_TO DO_.
Please give again, word for word, the lines that lie between the start of the listing below and the line with "-> Result<Arc<Self>, LinkError>", both included.

=====

impl DeviceLink {
    /// Opens `port` through `transport` and starts processing frames.
    ///
    /// Returns immediately; use [`DeviceLink::wait_for_connection`] to wait for
    /// the receiver's handshake.
    ///
    /// # Errors
    ///
    /// [`LinkError::Transport`] if the port cannot be opened.
    pub fn open(
        transport: &dyn SerialTransport,
        port: &str,
        settings: LineSettings,
    ) -> Result<Arc<Self>, LinkError> {
        let link = Arc::new(Self::unopened(port));
        let weak = Arc::downgrade(&link);
        let handler: FrameHandler = Box::new(move |bytes: &[u8]| {
            if let Some(link) = weak.upgrade() {
                link.on_frame(bytes);
            }
        });

        // A frame that arrives before the handle is stored blocks on this
        // lock instead of finding an empty slot.
        let mut slot = link.port_slot();
        *slot = Some(transport.open(port, settings, handler)?);
        drop(slot);

        debug!(port, baud = settings.baud_rate, "serial port opened");
        Ok(link)
    }

    fn unopened(port: &str) -> Self {
        Self {
            port_name: port.to_string(),
            port: Mutex::new(None),
            epoch: Instant::now(),
            connected: AtomicBool::new(false),
            capture_mode: AtomicBool::new(false),
            closed: AtomicBool::new(false),
            suppress_until_ms: AtomicU64::new(0),
            captured: Mutex::new(None),
            state_changed: Condvar::new(),
            listeners: Mutex::new(Arc::new(Vec::new())),
        }
    }

    pub fn port_name(&self) -> &str {
        &self.port_name
    }

    /// `true` once a handshake has been processed.  Never reverts.
    pub fn is_connected(&self) -> bool {
        self.connected.load(Ordering::Acquire)
    }

    pub fn is_capture_mode(&self) -> bool {
        self.capture_mode.load(Ordering::Acquire)
    }

    pub fn is_closed(&self) -> bool {
        self.closed.load(Ordering::Acquire)
    }

    // ── Frame processing ──────────────────────────────────────────────────────

    /// Processes one received chunk.  Called by the transport's reader thread.
    pub fn on_frame(&self, bytes: &[u8]) {
        self.on_frame_at(bytes, Instant::now());
    }

    /// Processes one received chunk as if it arrived at `now`.
    pub fn on_frame_at(&self, bytes: &[u8], now: Instant) {
        if self.is_closed() {
            return;
        }
        let frame = decode_frame(bytes);

        if self.millis_at(now) < self.suppress_until_ms.load(Ordering::Acquire) {
            trace!(frame = %frame, "frame suppressed");
            return;
        }

        if frame == HANDSHAKE_TOKEN {
            if let Err(e) = self.send_handshake_ack() {
                warn!(port = %self.port_name, error = %e, "failed to acknowledge handshake");
            }
            if !self.connected.swap(true, Ordering::AcqRel) {
                info!(port = %self.port_name, "receiver connected");
                self.wake_waiters();
            }
            return;
        }

        if self.try_capture(&frame) {
            debug!(code = %frame, "button code captured");
            if let Err(e) = self.send_tone_beep() {
                warn!(port = %self.port_name, error = %e, "failed to send capture tone");
            }
            return;
        }

        let listeners = Arc::clone(&self.listener_list());
        trace!(code = %frame, listeners = listeners.len(), "button pressed");
        for listener in listeners.iter() {
            listener.on_button_pressed(&frame);
        }
    }

    fn try_capture(&self, frame: &str) -> bool {
        if !self.is_capture_mode() {
            return false;
        }
        let mut slot = self.captured_slot();
        if !self.capture_mode.swap(false, Ordering::AcqRel) {
            return false;
        }
        *slot = Some(frame.to_string());
        drop(slot);
        self.state_changed.notify_all();
        true
    }

    // ── Capture ───────────────────────────────────────────────────────────────

    /// Routes the next non-handshake frame into the capture slot instead of
    /// the listeners.  Any previously captured code is discarded.
    pub fn enter_capture_mode(&self) {
        let mut slot = self.captured_slot();
        *slot = None;
        self.capture_mode.store(true, Ordering::Release);
    }

    /// Returns the captured code once capture mode has cleared.
    ///
    /// Returns `None` while still waiting for a press, or if the code was
    /// already taken.
    pub fn take_captured_code(&self) -> Option<String> {
        if self.is_capture_mode() {
            return None;
        }
        self.captured_slot().take()
    }

    /// Waits up to `timeout` for a capture started with
    /// [`DeviceLink::enter_capture_mode`] to complete.
    ///
    /// Capture mode is left off whatever the outcome.
    ///
    /// # Errors
    ///
    /// [`LinkError::Closed`] if the link is closed before or during the wait,
    /// [`LinkError::CaptureTimeout`] if no code arrives in time.
    pub fn wait_for_capture(&self, timeout: Duration) -> Result<String, LinkError> {
        let slot = self.captured_slot();
        let (mut slot, _) = self
            .state_changed
            .wait_timeout_while(slot, timeout, |code| code.is_none() && !self.is_closed())
            .unwrap_or_else(PoisonError::into_inner);

        if let Some(code) = slot.take() {
            return Ok(code);
        }
        self.capture_mode.store(false, Ordering::Release);
        drop(slot);

        if self.is_closed() {
            Err(LinkError::Closed)
        } else {
            Err(LinkError::CaptureTimeout(timeout))
        }
    }

    /// Leaves capture mode without a result.
    pub fn cancel_capture(&self) {
        let mut slot = self.captured_slot();
        self.capture_mode.store(false, Ordering::Release);
        *slot = None;
    }

    /// Waits up to `timeout` for the receiver's handshake.
    ///
    /// # Errors
    ///
    /// [`LinkError::Closed`] if the link closes first,
    /// [`LinkError::ConnectionTimeout`] if no handshake arrives in time.
    pub fn wait_for_connection(&self, timeout: Duration) -> Result<(), LinkError> {
        let guard = self.captured_slot();
        let (guard, _) = self
            .state_changed
            .wait_timeout_while(guard, timeout, |_| {
                !self.is_connected() && !self.is_closed()
            })
            .unwrap_or_else(PoisonError::into_inner);
        drop(guard);

        if self.is_connected() {
            Ok(())
        } else if self.is_closed() {
            Err(LinkError::Closed)
        } else {
            Err(LinkError::ConnectionTimeout {
                port: self.port_name.clone(),
                timeout,
            })
        }
    }

    // ── Suppression ───────────────────────────────────────────────────────────

    /// Discards every frame that arrives within `window` from now.
    pub fn suppress_for(&self, window: Duration) {
        self.suppress_until(Instant::now() + window);
    }

    /// Discards every frame that arrives before `deadline`.
    pub fn suppress_until(&self, deadline: Instant) {
        self.suppress_until_ms
            .store(self.millis_at(deadline), Ordering::Release);
    }

    pub fn clear_suppression(&self) {
        self.suppress_until_ms.store(0, Ordering::Release);
    }

    fn millis_at(&self, at: Instant) -> u64 {
        let elapsed = at.saturating_duration_since(self.epoch);
        u64::try_from(elapsed.as_millis()).unwrap_or(u64::MAX)
    }

    // ── Outbound commands ─────────────────────────────────────────────────────

    /// Replies to a handshake with `CONNECTED`.
    ///
    /// # Errors
    ///
    /// [`LinkError::Closed`] after close, [`LinkError::Transport`] if the write
    /// fails.  A failed write never changes link state.
    pub fn send_handshake_ack(&self) -> Result<(), LinkError> {
        self.send(OutboundCommand::HandshakeAck)
    }

    /// Plays the receiver's built-in tone.  Errors as for
    /// [`DeviceLink::send_handshake_ack`].
    pub fn send_tone_beep(&self) -> Result<(), LinkError> {
        self.send(OutboundCommand::Beep)
    }

    /// Plays `melody` on the receiver.  Errors as for
    /// [`DeviceLink::send_handshake_ack`].
    pub fn send_melody(&self, melody: &Melody) -> Result<(), LinkError> {
        self.send(OutboundCommand::Play(melody.clone()))
    }

    fn send(&self, command: OutboundCommand) -> Result<(), LinkError> {
        let mut slot = self.port_slot();
        let handle = slot.as_mut().ok_or(LinkError::Closed)?;
        handle.write(&command.encode())?;
        trace!(?command, "command sent");
        Ok(())
    }

    // ── Listeners ─────────────────────────────────────────────────────────────

    /// Registers `listener` for button presses.
    ///
    /// Attaching a listener that is already registered moves it to the end of
    /// the notification order instead of registering it twice.
    pub fn attach(&self, listener: Arc<dyn ButtonListener>) {
        let mut list = self.listener_list();
        let mut next: Vec<_> = list
            .iter()
            .filter(|l| !same_listener(l, &listener))
            .cloned()
            .collect();
        next.push(listener);
        *list = Arc::new(next);
    }

    /// Unregisters `listener`.  Does nothing if it is not registered.
    pub fn detach(&self, listener: &Arc<dyn ButtonListener>) {
        let mut list = self.listener_list();
        if list.iter().any(|l| same_listener(l, listener)) {
            let next = list
                .iter()
                .filter(|l| !same_listener(l, listener))
                .cloned()
                .collect();
            *list = Arc::new(next);
        }
    }

    pub fn listener_count(&self) -> usize {
        self.listener_list().len()
    }

    // ── Shutdown ──────────────────────────────────────────────────────────────

    /// Releases the port and wakes every pending wait.  Idempotent.
    ///
    /// Frames that arrive afterwards are ignored.
    pub fn close(&self) {
        if self.closed.swap(true, Ordering::AcqRel) {
            return;
        }
        if let Some(mut handle) = self.port_slot().take() {
            handle.close();
        }
        self.capture_mode.store(false, Ordering::Release);
        self.wake_waiters();
        info!(port = %self.port_name, "receiver link closed");
    }

    fn wake_waiters(&self) {
        drop(self.captured_slot());
        self.state_changed.notify_all();
    }

    // ── Lock helpers ──────────────────────────────────────────────────────────

    fn port_slot(&self) -> MutexGuard<'_, Option<Box<dyn PortHandle>>> {
        self.port.lock().unwrap_or_else(PoisonError::into_inner)
    }

    fn captured_slot(&self) -> MutexGuard<'_, Option<String>> {
        self.captured.lock().unwrap_or_else(PoisonError::into_inner)
    }

    fn listener_list(&self) -> MutexGuard<'_, ListenerList> {
        self.listeners.lock().unwrap_or_else(PoisonError::into_inner)
    }
}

=====

_SOLUTION_.
impl DeviceLink {
    /// Opens `port` through `transport` and starts processing frames.
    ///
    /// Returns immediately; use [`DeviceLink::wait_for_connection`] to wait for
    /// the receiver's handshake.
    ///
    /// # Errors
    ///
    /// [`LinkError::Transport`] if the port cannot be opened.
    pub fn open(
        transport: &dyn SerialTransport,
        port: &str,
        settings: LineSettings,
    ) -> Result<Arc<Self>, LinkError> {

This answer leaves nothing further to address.